El salto económico y tecnológico posterior, sin embargo, expandió la herramienta hasta convertirla en una plataforma de capacidades multiplicadas: se introdujo la comunicación bidireccional gracias al desarrollo de un software propio. A ello se sumó otro esfuerzo: el establecimiento de un reglamento (decreto supremo 001-2014) para los proveedores de equipos.

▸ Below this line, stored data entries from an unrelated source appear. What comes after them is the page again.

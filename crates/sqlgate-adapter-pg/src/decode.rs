//! Postgres row decoding into [`ResultRow`]s.
//!
//! Every column type the gateway returns is named here. A type without a
//! decoder fails the whole query rather than silently turning into `null`.

use chrono::{DateTime, FixedOffset, NaiveDate, NaiveDateTime, NaiveTime, Utc};
use sqlgate_core::{ResultRow, ScalarValue};
use sqlx::error::BoxDynError;
use sqlx::postgres::types::{PgInterval, PgMoney, PgTimeTz};
use sqlx::postgres::{PgRow, PgValueFormat, PgValueRef, Postgres};
use sqlx::types::ipnetwork::IpNetwork;
use sqlx::types::{BigDecimal, Decimal, Uuid};
use sqlx::{Column, Decode, Row, Type, TypeInfo, ValueRef};

/// Decode a row, keeping the engine's column order.
pub(crate) fn decode_row(row: &PgRow) -> Result<ResultRow, sqlx::Error> {
    let mut out = ResultRow::with_capacity(row.len());
    for column in row.columns() {
        let value = decode_cell(row, column.ordinal(), column.type_info().name())?;
        out.push(column.name(), value);
    }
    Ok(out)
}

fn decode_cell(row: &PgRow, index: usize, type_name: &str) -> Result<ScalarValue, sqlx::Error> {
    if row.try_get_raw(index)?.is_null() {
        return Ok(ScalarValue::Null);
    }

    let value: ScalarValue = match type_name {
        "BOOL" => row.try_get::<bool, _>(index)?.into(),
        "INT2" => row.try_get::<i16, _>(index)?.into(),
        "INT4" => row.try_get::<i32, _>(index)?.into(),
        "INT8" => row.try_get::<i64, _>(index)?.into(),
        "FLOAT4" => row.try_get::<f32, _>(index)?.into(),
        "FLOAT8" => row.try_get::<f64, _>(index)?.into(),
        "NUMERIC" => ScalarValue::Text(numeric(row, index)?),
        "MONEY" => ScalarValue::Text(format_money(row.try_get::<PgMoney, _>(index)?)),
        // sqlx reports `bpchar` as CHAR; the single-byte `"char"` keeps its quotes.
        "TEXT" | "VARCHAR" | "CHAR" | "NAME" => row.try_get::<String, _>(index)?.into(),
        "\"CHAR\"" => ScalarValue::Text(char::from(row.try_get::<i8, _>(index)? as u8).into()),
        "DATE" => row.try_get::<NaiveDate, _>(index)?.into(),
        "TIME" => row.try_get::<NaiveTime, _>(index)?.into(),
        "TIMETZ" => ScalarValue::Text(format_timetz(
            &row.try_get::<PgTimeTz<NaiveTime, FixedOffset>, _>(index)?,
        )),
        "TIMESTAMP" => row.try_get::<NaiveDateTime, _>(index)?.into(),
        "TIMESTAMPTZ" => row.try_get::<DateTime<Utc>, _>(index)?.into(),
        "INTERVAL" => ScalarValue::Text(format_interval(&row.try_get::<PgInterval, _>(index)?)),
        "UUID" => ScalarValue::Text(row.try_get::<Uuid, _>(index)?.to_string()),
        "INET" => ScalarValue::Text(format_inet(row.try_get::<IpNetwork, _>(index)?)),
        "CIDR" => ScalarValue::Text(row.try_get::<IpNetwork, _>(index)?.to_string()),
        "JSON" | "JSONB" => row.try_get::<serde_json::Value, _>(index)?.into(),
        "BOOL[]" => array::<bool, _>(row, index, ScalarValue::from)?,
        "INT2[]" => array::<i16, _>(row, index, ScalarValue::from)?,
        "INT4[]" => array::<i32, _>(row, index, ScalarValue::from)?,
        "INT8[]" => array::<i64, _>(row, index, ScalarValue::from)?,
        "FLOAT4[]" => array::<f32, _>(row, index, ScalarValue::from)?,
        "FLOAT8[]" => array::<f64, _>(row, index, ScalarValue::from)?,
        "NUMERIC[]" => array::<Decimal, _>(row, index, |d| ScalarValue::Text(d.to_string()))?,
        "TEXT[]" | "VARCHAR[]" | "CHAR[]" | "NAME[]" => {
            array::<String, _>(row, index, ScalarValue::from)?
        }
        "DATE[]" => array::<NaiveDate, _>(row, index, ScalarValue::from)?,
        "TIMESTAMP[]" => array::<NaiveDateTime, _>(row, index, ScalarValue::from)?,
        "TIMESTAMPTZ[]" => array::<DateTime<Utc>, _>(row, index, ScalarValue::from)?,
        "UUID[]" => array::<Uuid, _>(row, index, |u| ScalarValue::Text(u.to_string()))?,
        "JSON[]" | "JSONB[]" => array::<serde_json::Value, _>(row, index, ScalarValue::from)?,
        other => {
            return Err(column_error(index, format!("unsupported column type {other}")));
        }
    };
    Ok(value)
}

fn column_error(index: usize, source: impl Into<BoxDynError>) -> sqlx::Error {
    sqlx::Error::ColumnDecode {
        index: index.to_string(),
        source: source.into(),
    }
}

/// One-dimensional arrays become JSON arrays; `NULL` elements stay `null`.
fn array<T, F>(row: &PgRow, index: usize, convert: F) -> Result<ScalarValue, sqlx::Error>
where
    Vec<Option<T>>: for<'r> Decode<'r, Postgres> + Type<Postgres>,
    F: Fn(T) -> ScalarValue,
{
    let items: Vec<ScalarValue> = row
        .try_get::<Vec<Option<T>>, _>(index)?
        .into_iter()
        .map(|item| item.map(&convert).unwrap_or(ScalarValue::Null))
        .collect();
    let json = serde_json::to_value(&items).map_err(|e| column_error(index, e))?;
    Ok(ScalarValue::Json(json))
}

/// Exact decimals as text, keeping the column's scale (`18.00` stays `18.00`).
fn numeric(row: &PgRow, index: usize) -> Result<String, sqlx::Error> {
    if let Some(special) = numeric_special(&row.try_get_raw(index)?) {
        return Ok(special.to_string());
    }
    match row.try_get::<Decimal, _>(index) {
        Ok(decimal) => Ok(decimal.to_string()),
        // Beyond 28 significant digits.
        Err(_) => Ok(row.try_get::<BigDecimal, _>(index)?.to_plain_string()),
    }
}

/// `NaN` and the infinities are flagged in the sign word of the binary header.
fn numeric_special(raw: &PgValueRef<'_>) -> Option<&'static str> {
    if raw.format() != PgValueFormat::Binary {
        return None;
    }
    let bytes = raw.as_bytes().ok()?;
    let sign = u16::from_be_bytes([*bytes.get(4)?, *bytes.get(5)?]);
    match sign {
        0xC000 => Some("NaN"),
        0xD000 => Some("Infinity"),
        0xF000 => Some("-Infinity"),
        _ => None,
    }
}

/// Plain amount with two decimals, without the locale's currency symbol.
fn format_money(money: PgMoney) -> String {
    let cents = money.0;
    let sign = if cents < 0 { "-" } else { "" };
    let abs = cents.unsigned_abs();
    format!("{sign}{}.{:02}", abs / 100, abs % 100)
}

fn format_timetz(value: &PgTimeTz<NaiveTime, FixedOffset>) -> String {
    let seconds = value.offset.local_minus_utc();
    let sign = if seconds < 0 { '-' } else { '+' };
    let seconds = seconds.unsigned_abs();
    let (hours, minutes, secs) = (seconds / 3600, seconds % 3600 / 60, seconds % 60);
    let mut out = format!("{}{sign}{hours:02}", value.time);
    if minutes != 0 || secs != 0 {
        out.push_str(&format!(":{minutes:02}"));
    }
    if secs != 0 {
        out.push_str(&format!(":{secs:02}"));
    }
    out
}

/// Postgres' default `IntervalStyle` rendering, e.g. `1 year 2 mons 3 days 04:05:06`.
fn format_interval(interval: &PgInterval) -> String {
    fn unit(parts: &mut Vec<String>, amount: i64, name: &str) {
        if amount != 0 {
            let plural = if amount == 1 { "" } else { "s" };
            parts.push(format!("{amount} {name}{plural}"));
        }
    }

    let mut parts = Vec::new();
    unit(&mut parts, i64::from(interval.months / 12), "year");
    unit(&mut parts, i64::from(interval.months % 12), "mon");
    unit(&mut parts, i64::from(interval.days), "day");

    let micros = interval.microseconds;
    if micros != 0 || parts.is_empty() {
        let sign = if micros < 0 { "-" } else { "" };
        let micros = micros.unsigned_abs();
        let total_seconds = micros / 1_000_000;
        let mut clock = format!(
            "{sign}{:02}:{:02}:{:02}",
            total_seconds / 3600,
            total_seconds % 3600 / 60,
            total_seconds % 60
        );
        let fraction = micros % 1_000_000;
        if fraction != 0 {
            let digits = format!("{fraction:06}");
            clock.push('.');
            clock.push_str(digits.trim_end_matches('0'));
        }
        parts.push(clock);
    }
    parts.join(" ")
}

/// Host addresses print without their full-length prefix, as `inet` output does.
fn format_inet(network: IpNetwork) -> String {
    let full = if network.is_ipv4() { 32 } else { 128 };
    if network.prefix() == full {
        network.ip().to_string()
    } else {
        network.to_string()
    }
}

“En 2014 empezamos el desarrollo del software y lo culminamos en 2015. A partir de ahí somos uno de los pocos países del mundo que trabajan bajo ese esquema. Por ejemplo, Chile y Panamá utilizan el Themis, un enlatado (aplicación ya desarrollada, lista para comprar e instalar). [...] Operar con exclusividad nos permite garantizar la integridad de la información que tenemos”, explicó Collachagua.

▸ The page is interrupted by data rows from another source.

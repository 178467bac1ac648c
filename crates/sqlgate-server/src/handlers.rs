//! Request handlers.

use crate::error::ApiError;
use crate::state::AppState;
use axum::Json;
use axum::extract::State;
use axum::extract::rejection::JsonRejection;
use serde::Deserialize;
use serde_json::{Value, json};
use sqlgate_core::{QueryRequest, ResultSet, SchemaDescription};

/// Body of `POST /query`.
#[derive(Debug, Deserialize)]
pub struct QueryBody {
    #[serde(default)]
    pub query: Option<String>,
}

/// `GET /schema`
pub async fn get_schema(
    State(state): State<AppState>,
) -> Result<Json<SchemaDescription>, ApiError> {
    let schema = state.introspector().describe_schema().await?;
    Ok(Json(schema))
}

/// `POST /query`
///
/// Anything that does not yield a string `query` (no body, not JSON, missing
/// or null field) is answered as "No query provided".
pub async fn post_query(
    State(state): State<AppState>,
    body: Result<Json<QueryBody>, JsonRejection>,
) -> Result<Json<ResultSet>, ApiError> {
    let query = match body {
        Ok(Json(QueryBody { query: Some(query) })) => query,
        Ok(_) => return Err(ApiError::MissingQuery),
        Err(rejection) => {
            tracing::debug!(error = %rejection, "unusable query body");
            return Err(ApiError::MissingQuery);
        }
    };

    let rows = state.gateway().run(&QueryRequest::new(query)).await?;
    Ok(Json(rows))
}

/// `GET /healthz`
pub async fn healthz() -> Json<Value> {
    Json(json!({ "ok": true, "service": "sqlgate" }))
}
//! Subcommands of the `sqlgate` binary.

pub mod check;
pub mod schema;
pub mod serve;
pub mod verify;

La evolución hacia un monitoreo más sofisticado encuentra sentido cuando se observa el panorama contrario: ¿qué pasaría si el “ojo” guardián no existiera?
Jennifer Vilches, abogada en pesca y directora del Instituto Humboldt de Investigación Marina y Acuícola (IHMA), respondió: “La industria pesquera perdería orden y eso tendría un impacto directo en los precios. Sin monitoreo satelital, el control sobre zonas de pesca, vedas y volúmenes se debilita significativamente, lo que incrementa el riesgo de pesca ilegal o no declarada. Todo eso afecta la capacidad del Estado para gestionar el recurso y compromete su sostenibilidad”.
El ingreso silencioso de producto informal, según la especialista, termina inflando la oferta y empujando los precios hacia abajo. El resultado sería un mercado, además de desordenado, injusto: quienes cumplen las reglas competirían en desventaja frente a quienes operan sin ellas.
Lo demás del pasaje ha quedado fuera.